TO DO: Copy, from the entries below, each line where the word "PatternMatcher" can be found.

[Start of Attachment]

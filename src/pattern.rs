//! Ignore rules for referenced assets.
//!
//! The `ignore` option comes in three shapes (a single glob, a list of globs,
//! or a predicate). They are normalized once, when options are resolved, into
//! an [`IgnoreMatcher`]; the resolver only ever calls
//! [`IgnoreMatcher::should_ignore`].
//!
//! # Pattern Syntax
//!
//! Globs use the `glob` crate:
//!
//! - `*` matches any sequence of characters within a single path component
//! - `**` matches any sequence of path components (recursive matching)
//! - `?` matches any single character
//! - `[abc]` / `[a-z]` match a character set or range
//!
//! `*` never crosses a `/`, so `*.svg` matches `icon.svg` but not
//! `images/icon.svg`; use `**/*.svg` for the latter.
//!
//! # Match Target
//!
//! A pattern is matched against the reference *as written* (stripped of its
//! query/fragment) followed by that suffix, so `*.png?inline` can single out
//! one flavour of a reference:
//!
//! ```rust,no_run
//! use url_copy::pattern::IgnoreMatcher;
//!
//! # fn example() -> Result<(), url_copy::core::ConfigError> {
//! let matcher = IgnoreMatcher::from_patterns(&["*.png?inline".to_string()])?;
//! assert!(matcher.should_ignore("logo.png", "?inline"));
//! assert!(!matcher.should_ignore("logo.png", ""));
//! # Ok(())
//! # }
//! ```

use glob::{MatchOptions, Pattern};
use std::fmt;
use std::sync::Arc;
use tracing::trace;

use crate::core::ConfigError;

/// Predicate form of the `ignore` option: `(filename, url_suffix) -> ignore?`
pub type IgnoreFn = Arc<dyn Fn(&str, &str) -> bool + Send + Sync>;

const MATCH_OPTIONS: MatchOptions = MatchOptions {
    case_sensitive: true,
    require_literal_separator: true,
    require_literal_leading_dot: false,
};

/// A single compiled glob pattern.
#[derive(Debug, Clone)]
pub struct PatternMatcher {
    pattern: Pattern,
    original_pattern: String,
}

impl PatternMatcher {
    /// Compiles a glob pattern.
    ///
    /// # Errors
    ///
    /// Returns [`ConfigError::InvalidIgnorePattern`] for malformed globs such
    /// as an unclosed character class.
    pub fn new(pattern_str: &str) -> Result<Self, ConfigError> {
        let pattern =
            Pattern::new(pattern_str).map_err(|source| ConfigError::InvalidIgnorePattern {
                pattern: pattern_str.to_string(),
                source,
            })?;

        Ok(Self {
            pattern,
            original_pattern: pattern_str.to_string(),
        })
    }

    /// Checks a match target against the compiled pattern.
    #[must_use]
    pub fn matches(&self, target: &str) -> bool {
        self.pattern.matches_with(target, MATCH_OPTIONS)
    }

    /// Returns the pattern as it was written.
    #[must_use]
    pub fn pattern(&self) -> &str {
        &self.original_pattern
    }
}

/// Canonical form of the `ignore` option.
#[derive(Clone, Default)]
pub enum IgnoreMatcher {
    /// No ignore rules; nothing is skipped
    #[default]
    Never,
    /// Skip when any glob matches `filename + suffix`
    Patterns(Vec<PatternMatcher>),
    /// Skip when the user predicate returns `true`
    Predicate(IgnoreFn),
}

impl IgnoreMatcher {
    /// Compiles a list of globs. An empty list never ignores anything.
    ///
    /// # Errors
    ///
    /// Returns the first pattern that fails to compile.
    pub fn from_patterns(patterns: &[String]) -> Result<Self, ConfigError> {
        if patterns.is_empty() {
            return Ok(Self::Never);
        }

        let compiled =
            patterns.iter().map(|p| PatternMatcher::new(p)).collect::<Result<Vec<_>, _>>()?;
        Ok(Self::Patterns(compiled))
    }

    /// Wraps a predicate.
    pub fn from_predicate<F>(predicate: F) -> Self
    where
        F: Fn(&str, &str) -> bool + Send + Sync + 'static,
    {
        Self::Predicate(Arc::new(predicate))
    }

    /// Decides whether a reference should be skipped.
    ///
    /// `filename` is the reference with its suffix removed, `url_suffix` the
    /// removed `?query` / `#fragment` (possibly empty).
    #[must_use]
    pub fn should_ignore(&self, filename: &str, url_suffix: &str) -> bool {
        match self {
            Self::Never => false,
            Self::Predicate(predicate) => predicate(filename, url_suffix),
            Self::Patterns(patterns) => {
                let target = format!("{filename}{url_suffix}");
                patterns.iter().any(|p| {
                    let hit = p.matches(&target);
                    trace!("ignore pattern '{}' vs '{}': {}", p.pattern(), target, hit);
                    hit
                })
            }
        }
    }
}

impl fmt::Debug for IgnoreMatcher {
    fn fmt(&self, f: &mut fmt::Formatter<'_>) -> fmt::Result {
        match self {
            Self::Never => f.write_str("Never"),
            Self::Patterns(patterns) => f
                .debug_tuple("Patterns")
                .field(&patterns.iter().map(PatternMatcher::pattern).collect::<Vec<_>>())
                .finish(),
            Self::Predicate(_) => f.write_str("Predicate(..)"),
        }
    }
}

[End of Attachment]

ANSWER TO THIS PROBLEM:
pub struct PatternMatcher {
impl PatternMatcher {
    Patterns(Vec<PatternMatcher>),
            patterns.iter().map(|p| PatternMatcher::new(p)).collect::<Result<Vec<_>, _>>()?;
                .field(&patterns.iter().map(PatternMatcher::pattern).collect::<Vec<_>>())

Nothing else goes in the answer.